Miden uses digital signatures for transaction authentication. Because transactions execute on the client rather than on-chain validators, the system needs a way to prove that a transaction was authorized by the account owner. Without authentication, anyone could construct a valid proof that transfers assets out of an account. The nonce prevents replay attacks — without it, a valid proof could be resubmitted to execute the same state change twice. For details on the cryptographic primitives, see Cryptography.

v0.14 unifies the previous per-scheme components (AuthFalcon512Rpo, AuthEcdsaK256Keccak, …) into a single scheme-agnostic AuthSingleSig component that takes an AuthScheme enum (Falcon512Poseidon2 or EcdsaK256Keccak).

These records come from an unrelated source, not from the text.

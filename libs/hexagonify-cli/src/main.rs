//! Hexagonify CLI - hexagonal cell extraction for triangle-soup meshes
//!
//! Provides subcommands for:
//! - `run`: Extract cells and write `_HexPos` / `_HexNormal` EXR textures
//!   plus the per-vertex UV sidecar
//! - `inspect`: Run the traversal and print statistics without writing files

use anyhow::Result;
use clap::{Parser, Subcommand};

mod inspect;
mod run;

#[derive(Parser, Debug)]
#[command(name = "hexagonify")]
#[command(about = "Partition triangle-soup meshes into hexagonal cells", long_about = None)]
struct Cli {
    #[command(subcommand)]
    command: Commands,
}

#[derive(Subcommand, Debug)]
enum Commands {
    /// Extract cells and write the cell textures and UV sidecar
    Run(run::RunArgs),
    /// Print traversal statistics for a mesh
    Inspect(inspect::InspectArgs),
}

/// Parses a seed edge given as `first,second`.
pub(crate) fn parse_seed_edge(value: &str) -> Result<(usize, usize), String> {
    let (first, second) = value
        .split_once(',')
        .ok_or_else(|| format!("expected 'first,second', got '{value}'"))?;
    let parse = |part: &str| {
        part.trim()
            .parse::<usize>()
            .map_err(|err| format!("invalid vertex index '{part}': {err}"))
    };
    Ok((parse(first)?, parse(second)?))
}

fn main() -> Result<()> {
    env_logger::init();

    let cli = Cli::parse();
    match cli.command {
        Commands::Run(args) => run::run(args),
        Commands::Inspect(args) => inspect::inspect(args),
    }
}
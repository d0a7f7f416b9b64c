//! # Export
//!
//! Persists the packed cell textures and the per-vertex UV channel.
//!
//! Textures go through a [`TextureSink`]; [`ExrDirectorySink`] writes
//! floating-point OpenEXR files next to each other in one directory. The two
//! textures are independent, so a failure saving one never blocks the other.

mod exr;
mod sidecar;

pub use exr::{to_image, ExrDirectorySink};
pub use sidecar::{write_uv_sidecar, UvSidecar};

use std::path::PathBuf;

use log::error;

use crate::error::ExportError;
use crate::texture::CellTexture;

/// Destination for packed cell textures.
pub trait TextureSink {
    /// Persists one texture and returns where it went.
    fn store(&self, texture: &CellTexture) -> Result<PathBuf, ExportError>;
}

/// Per-texture outcome of [`save_textures`].
#[derive(Debug)]
pub struct SavedTextures {
    pub positions: Result<PathBuf, ExportError>,
    pub normals: Result<PathBuf, ExportError>,
}

impl SavedTextures {
    /// True when both textures were written.
    pub fn all_saved(&self) -> bool {
        self.positions.is_ok() && self.normals.is_ok()
    }
}

/// Encodes and stores both textures in parallel.
///
/// Failures are logged and returned per texture.
pub fn save_textures<S>(sink: &S, positions: &CellTexture, normals: &CellTexture) -> SavedTextures
where
    S: TextureSink + Sync,
{
    let (positions, normals) = rayon::join(
        || store_logged(sink, positions),
        || store_logged(sink, normals),
    );
    SavedTextures { positions, normals }
}

fn store_logged<S: TextureSink>(sink: &S, texture: &CellTexture) -> Result<PathBuf, ExportError> {
    sink.store(texture).inspect_err(|err| {
        error!(
            "Saving {} texture failed: {}",
            texture.kind().binding_name(),
            err
        );
    })
}

#[cfg(test)]
mod tests {
    use super::*;
    use crate::texture::TextureKind;
    use glam::Vec3;
    use std::path::Path;

    /// Rejects normal textures, accepts everything else.
    struct PickySink;

    impl TextureSink for PickySink {
        fn store(&self, texture: &CellTexture) -> Result<PathBuf, ExportError> {
            match texture.kind() {
                TextureKind::Positions => Ok(Path::new("positions.exr").to_path_buf()),
                TextureKind::Normals => Err(ExportError::TextureSize {
                    texels: 0,
                    width: texture.width(),
                }),
            }
        }
    }

    #[test]
    fn test_one_failure_does_not_block_the_other() {
        let slots = [Vec3::ZERO, Vec3::ONE];
        let positions = CellTexture::pack(TextureKind::Positions, &slots);
        let normals = CellTexture::pack(TextureKind::Normals, &slots);

        let saved = save_textures(&PickySink, &positions, &normals);
        assert!(!saved.all_saved());
        assert_eq!(saved.positions.unwrap(), Path::new("positions.exr"));
        assert!(matches!(saved.normals, Err(ExportError::TextureSize { .. })));
    }
}
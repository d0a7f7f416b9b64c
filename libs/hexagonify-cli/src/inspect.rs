//! `inspect` subcommand: traversal statistics without writing files.

use std::path::PathBuf;

use anyhow::{Context, Result};
use clap::Parser;
use config::constants::MAX_TRAVERSAL_STEPS;
use config::traversal::HexagonifyConfig;
use hexagonify::load::load_mesh;
use hexagonify::position_index::PositionIndex;
use hexagonify::{hexagonify, HexagonifyOutput, TriangleSoup};

use crate::parse_seed_edge;

#[derive(Parser, Debug)]
pub struct InspectArgs {
    /// Input mesh: binary .stl or .json triangle soup
    #[arg(short, long)]
    pub input: PathBuf,

    /// Maximum traversal steps
    #[arg(long, default_value_t = MAX_TRAVERSAL_STEPS)]
    pub max_steps: usize,

    /// Vertex indices of the starting edge, as `first,second`
    #[arg(long, default_value = "0,1", value_parser = parse_seed_edge)]
    pub seed_edge: (usize, usize),
}

pub fn inspect(args: InspectArgs) -> Result<()> {
    let config = HexagonifyConfig::new(args.max_steps, args.seed_edge)
        .context("Invalid traversal settings")?;
    let soup = load_mesh(&args.input)
        .with_context(|| format!("Failed to load mesh {}", args.input.display()))?;
    let output = hexagonify(&soup, &config).context("Traversal failed")?;

    print!("{}", summary(&soup, &output));
    Ok(())
}

fn summary(soup: &TriangleSoup, output: &HexagonifyOutput) -> String {
    let distinct = PositionIndex::build(soup).distinct_positions();
    let outlined = output
        .channels
        .outline
        .iter()
        .filter(|flag| **flag > 0.0)
        .count();

    let mut text = String::new();
    text.push_str(&format!("=== {} ===\n", soup.name()));
    text.push_str(&format!("Triangles:          {}\n", soup.triangle_count()));
    text.push_str(&format!("Distinct positions: {}\n", distinct));
    text.push_str(&format!("Cells:              {}\n", output.cells.cell_count()));
    text.push_str(&format!("Texture width:      {}\n", output.hex_pos.width()));
    text.push_str(&format!("Outline slots:      {}\n", outlined));
    text.push_str(&format!(
        "Unassigned slots:   {}\n",
        output.channels.unassigned_count()
    ));
    text.push_str(&format!(
        "Steps:              {} ({} discarded)\n",
        output.stats.steps, output.stats.discarded
    ));
    text.push_str(&format!("Status:             {:?}\n", output.stats.status));
    text
}
//! `run` subcommand: extract cells and persist every output.

use std::path::PathBuf;

use anyhow::{bail, Context, Result};
use clap::Parser;
use config::constants::MAX_TRAVERSAL_STEPS;
use config::traversal::HexagonifyConfig;
use hexagonify::export::{save_textures, write_uv_sidecar, ExrDirectorySink};
use hexagonify::load::load_mesh;
use hexagonify::{hexagonify, TraversalStatus};
use log::debug;

use crate::parse_seed_edge;

#[derive(Parser, Debug)]
pub struct RunArgs {
    /// Input mesh: binary .stl or .json triangle soup
    #[arg(short, long)]
    pub input: PathBuf,

    /// Directory the textures and sidecar are written to
    #[arg(short, long, default_value = ".")]
    pub output_dir: PathBuf,

    /// Maximum traversal steps before the result is reported as truncated
    #[arg(long, default_value_t = MAX_TRAVERSAL_STEPS)]
    pub max_steps: usize,

    /// Vertex indices of the starting edge, as `first,second`
    #[arg(long, default_value = "0,1", value_parser = parse_seed_edge)]
    pub seed_edge: (usize, usize),

    /// Mesh name used for output files (default: input file stem)
    #[arg(long)]
    pub name: Option<String>,

    /// Do not write the per-vertex UV sidecar
    #[arg(long)]
    pub skip_uvs: bool,
}

pub fn run(args: RunArgs) -> Result<()> {
    let config = HexagonifyConfig::new(args.max_steps, args.seed_edge)
        .context("Invalid traversal settings")?;

    let mut soup = load_mesh(&args.input)
        .with_context(|| format!("Failed to load mesh {}", args.input.display()))?;
    if let Some(name) = args.name {
        soup = soup.with_name(name);
    }
    debug!(
        "Loaded '{}': {} triangles, settings {:?}",
        soup.name(),
        soup.triangle_count(),
        config
    );

    let output = hexagonify(&soup, &config).context("Traversal failed")?;
    output.apply_uvs(&mut soup)?;

    println!(
        "{}: {} cells, texture width {}, {} steps ({} discarded)",
        soup.name(),
        output.cells.cell_count(),
        output.hex_pos.width(),
        output.stats.steps,
        output.stats.discarded
    );
    if output.stats.status == TraversalStatus::Truncated {
        println!(
            "warning: step limit {} reached, cell coverage is partial",
            config.max_steps
        );
    }

    let sink = ExrDirectorySink::new(&args.output_dir, soup.name());
    let saved = save_textures(&sink, &output.hex_pos, &output.hex_normal);
    for path in [&saved.positions, &saved.normals].into_iter().flatten() {
        println!("Saved texture to: {}", path.display());
    }

    if !args.skip_uvs {
        let path = write_uv_sidecar(&args.output_dir, soup.name(), &output)
            .context("Failed to write UV sidecar")?;
        println!("Saved vertex channels to: {}", path.display());
    }

    if !saved.all_saved() {
        bail!("One or more cell textures could not be saved");
    }
    Ok(())
}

The native hash function is Poseidon2, and the Falcon-512 verifier MASM module is miden::core::crypto::dsa::falcon512_poseidon2.

How authentication works

The standards AuthSingleSig component stores two items under well-known names:

Storage slotNameDescription
Public keymiden::standards::auth::singlesig::pub_keyCommitment to the account owner's public key
Scheme IDmiden::standards::auth::singlesig::schemeWhich signature scheme to use (1 = ECDSA K256 Keccak, 2 = Falcon-512 Poseidon2)

During transaction execution the kernel invokes the @auth_script-annotated procedure on the account. For AuthSingleSig, that procedure loads both slots and delegates to miden::standards::auth::signature::authenticate_transaction, which:

  1. Increments the account nonce (even if the account state did not change — this is required for replay protection).
  2. Computes the transaction summary message: hash([ACCOUNT_DELTA_COMMITMENT, INPUT_NOTES_COMMITMENT, OUTPUT_NOTES_COMMITMENT, [0, 0, ref_block_num, final_nonce]]).
  3. Requests the signature from the advice provider and verifies it with the scheme indicated by the stored scheme ID.

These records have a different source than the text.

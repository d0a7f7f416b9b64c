//! # Hexagonify
//!
//! Partitions a triangle-soup mesh into hexagonal cells for the hex shader.
//! Every vertex slot gets a cell id and an outline flag, and every cell's
//! center position and normal are packed into square float textures.
//!
//! ## Architecture
//!
//! ```text
//! TriangleSoup → Traversal (matcher + finalizer) → VertexChannels + CellTable
//!                                                 → CellTexture × 2 → TextureSink
//! ```
//!
//! ## Algorithms
//!
//! - **Adjacency**: exact-coordinate position index over the soup
//! - **Region growing**: breadth-first search over triangle edges
//! - **Packing**: row-major into a power-of-two square
//!
//! ## Usage
//!
//! ```rust
//! use config::traversal::HexagonifyConfig;
//! use hexagonify::{hexagonify, TriangleSoup};
//! use glam::Vec3;
//!
//! let soup = TriangleSoup::new(
//!     vec![Vec3::ZERO, Vec3::X, Vec3::Y],
//!     vec![Vec3::Z; 3],
//! ).unwrap();
//! let output = hexagonify(&soup, &HexagonifyConfig::default()).unwrap();
//! assert_eq!(output.cells.cell_count(), 1);
//! assert_eq!(output.hex_pos.width(), 1);
//! ```

pub mod error;
pub mod export;
pub mod load;
pub mod position_index;
pub mod soup;
pub mod texture;
pub mod traversal;

#[cfg(test)]
mod fixtures;

pub use error::{ExportError, HexError, LoadError};
pub use soup::TriangleSoup;
pub use texture::{CellTexture, TextureKind};
pub use traversal::{
    CellTable, Hexagonification, TraversalStats, TraversalStatus, VertexChannels,
};

use config::traversal::HexagonifyConfig;
use log::{debug, info};

use texture::texture_width;
use traversal::Traversal;

/// Traversal outputs plus the two packed textures.
#[derive(Debug, Clone)]
pub struct HexagonifyOutput {
    pub channels: VertexChannels,
    pub cells: CellTable,
    pub stats: TraversalStats,
    /// Cell centers, bound as `_HexPos`
    pub hex_pos: CellTexture,
    /// Cell normals, bound as `_HexNormal`
    pub hex_normal: CellTexture,
}

impl HexagonifyOutput {
    /// Writes the `[cell id, outline]` channel back onto `soup`.
    pub fn apply_uvs(&self, soup: &mut TriangleSoup) -> Result<(), HexError> {
        soup.set_uvs(self.channels.uvs())
    }

    /// Texture for a shader binding.
    pub fn texture(&self, kind: TextureKind) -> &CellTexture {
        match kind {
            TextureKind::Positions => &self.hex_pos,
            TextureKind::Normals => &self.hex_normal,
        }
    }
}

/// Runs the traversal over `soup` and packs the cell textures.
///
/// A truncated traversal still yields textures for the cells it found;
/// check `stats.status`.
///
/// # Errors
///
/// Fails only when the seed edge does not exist in the mesh.
pub fn hexagonify(
    soup: &TriangleSoup,
    config: &HexagonifyConfig,
) -> Result<HexagonifyOutput, HexError> {
    let Hexagonification {
        channels,
        cells,
        stats,
    } = Traversal::new(soup, config)?.run();

    let width = texture_width(cells.cell_count());
    info!(
        "amount hexagons: {} texture width: {}",
        cells.cell_count(),
        width
    );

    let hex_pos = CellTexture::pack(TextureKind::Positions, cells.positions());
    let hex_normal = CellTexture::pack(TextureKind::Normals, cells.normals());
    debug!(
        "First texels: {} = {:?}, {} = {:?}",
        TextureKind::Positions.binding_name(),
        hex_pos.pixel(0, 0),
        TextureKind::Normals.binding_name(),
        hex_normal.pixel(0, 0)
    );

    Ok(HexagonifyOutput {
        channels,
        cells,
        stats,
        hex_pos,
        hex_normal,
    })
}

If verification fails, proof generation fails and the transaction is rejected before reaching the network. The signature itself isn't passed as a function argument — it's provided through the advice provider, a mechanism that supplies auxiliary data to the VM during proof generation. See Advice Provider for the full API.

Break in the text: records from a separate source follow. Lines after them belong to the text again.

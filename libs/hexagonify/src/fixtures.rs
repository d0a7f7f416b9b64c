//! Small triangle soups shared by the unit tests.

use glam::Vec3;

use crate::soup::{facet_normal, TriangleSoup};

/// Builds a soup from triangles, giving each corner its facet normal.
pub fn soup_from_triangles(triangles: &[[Vec3; 3]]) -> TriangleSoup {
    let mut positions = Vec::with_capacity(triangles.len() * 3);
    let mut normals = Vec::with_capacity(triangles.len() * 3);
    for [a, b, c] in triangles {
        let normal = facet_normal(*a, *b, *c);
        positions.extend([*a, *b, *c]);
        normals.extend([normal; 3]);
    }
    TriangleSoup::new(positions, normals).unwrap()
}

/// Outer corners of a unit hexagon in the XY plane.
pub fn hexagon_ring() -> [Vec3; 6] {
    let mut ring = [Vec3::ZERO; 6];
    for (k, corner) in ring.iter_mut().enumerate() {
        let angle = k as f32 * std::f32::consts::FRAC_PI_3;
        *corner = Vec3::new(angle.cos(), angle.sin(), 0.0);
    }
    ring
}

/// Six triangles `(O_k, O_k+1, C)` fanning around a center at the origin.
///
/// The seed edge `(0, 1)` is an outer edge, so its only match is triangle 0
/// itself and the self-match yields the center.
pub fn hexagon_fan() -> TriangleSoup {
    let ring = hexagon_ring();
    let triangles: Vec<[Vec3; 3]> = (0..6)
        .map(|k| [ring[k], ring[(k + 1) % 6], Vec3::ZERO])
        .collect();
    soup_from_triangles(&triangles)
}

/// Two triangles sharing the diagonal B-C of a unit square.
pub fn quad() -> TriangleSoup {
    let a = Vec3::new(0.0, 0.0, 0.0);
    let b = Vec3::new(1.0, 0.0, 0.0);
    let c = Vec3::new(0.0, 1.0, 0.0);
    let d = Vec3::new(1.0, 1.0, 0.0);
    soup_from_triangles(&[[a, b, c], [c, b, d]])
}

/// Closed octahedron: four triangles around +Z, then four around -Z.
pub fn octahedron() -> TriangleSoup {
    let (x, y, z) = (Vec3::X, Vec3::Y, Vec3::Z);
    soup_from_triangles(&[
        [x, y, z],
        [y, -x, z],
        [-x, -y, z],
        [-y, x, z],
        [y, x, -z],
        [-x, y, -z],
        [-y, -x, -z],
        [x, -y, -z],
    ])
}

Attaching AuthSingleSig to an account

On the client side, attach AuthSingleSig via AccountBuilder::with_auth_component. miden-client re-exports AuthScheme as AuthSchemeId:

use miden_client::{
account::{AccountBuilder, AccountStorageMode, AccountType, component::BasicWallet},
auth::{AuthSchemeId, AuthSecretKey, AuthSingleSig},
};

let key_pair = AuthSecretKey::new_falcon512_poseidon2_with_rng(client.rng());

let account = AccountBuilder::new(seed)
.account_type(AccountType::RegularAccountUpdatableCode)
.storage_mode(AccountStorageMode::Public)
.with_auth_component(AuthSingleSig::new(
key_pair.public_key().to_commitment(),
AuthSchemeId::Falcon512Poseidon2,
))
.with_component(BasicWallet)
.build()?;

If you import directly from miden-protocol, the same enum is called AuthScheme (miden_protocol::account::auth::AuthScheme) — miden-client just re-exports it under a friendlier name.

Writing a custom auth component

If you need authentication logic beyond AuthSingleSig / AuthMultisig, you can write a custom auth component in Rust. Mark exactly one procedure per auth component with #[auth_script]. If the procedure returns without panicking, the transaction kernel treats authentication as successful. If it panics (for example via assert!), authentication fails.

#![no_std]
#![feature(alloc_error_handler)]

use miden::{component, Word};

#[component]
struct AuthComponent;

#[component]
impl AuthComponent {
#[auth_script]
pub fn verify(&self, _arg: Word) {
// Custom authentication checks go here.
//
// Returning normally = authentication succeeded.
// Panicking (e.g. `assert!(false)`) = authentication failed and
// the transaction will be rejected before proof generation finishes.
todo!()
}
}

The kernel also increments the nonce automatically as part of the @auth_script contract — you do not need to call self.incr_nonce() from inside the procedure for replay protection.

Nonce management

The nonce prevents replay attacks — each transaction must use a unique nonce. For accounts using the standards AuthSingleSig (or AuthMultisig) component, nonce increment is handled inside authenticate_transaction. If you implement a fully custom auth script, you are responsible for incrementing the nonce yourself and for binding it into the signed message.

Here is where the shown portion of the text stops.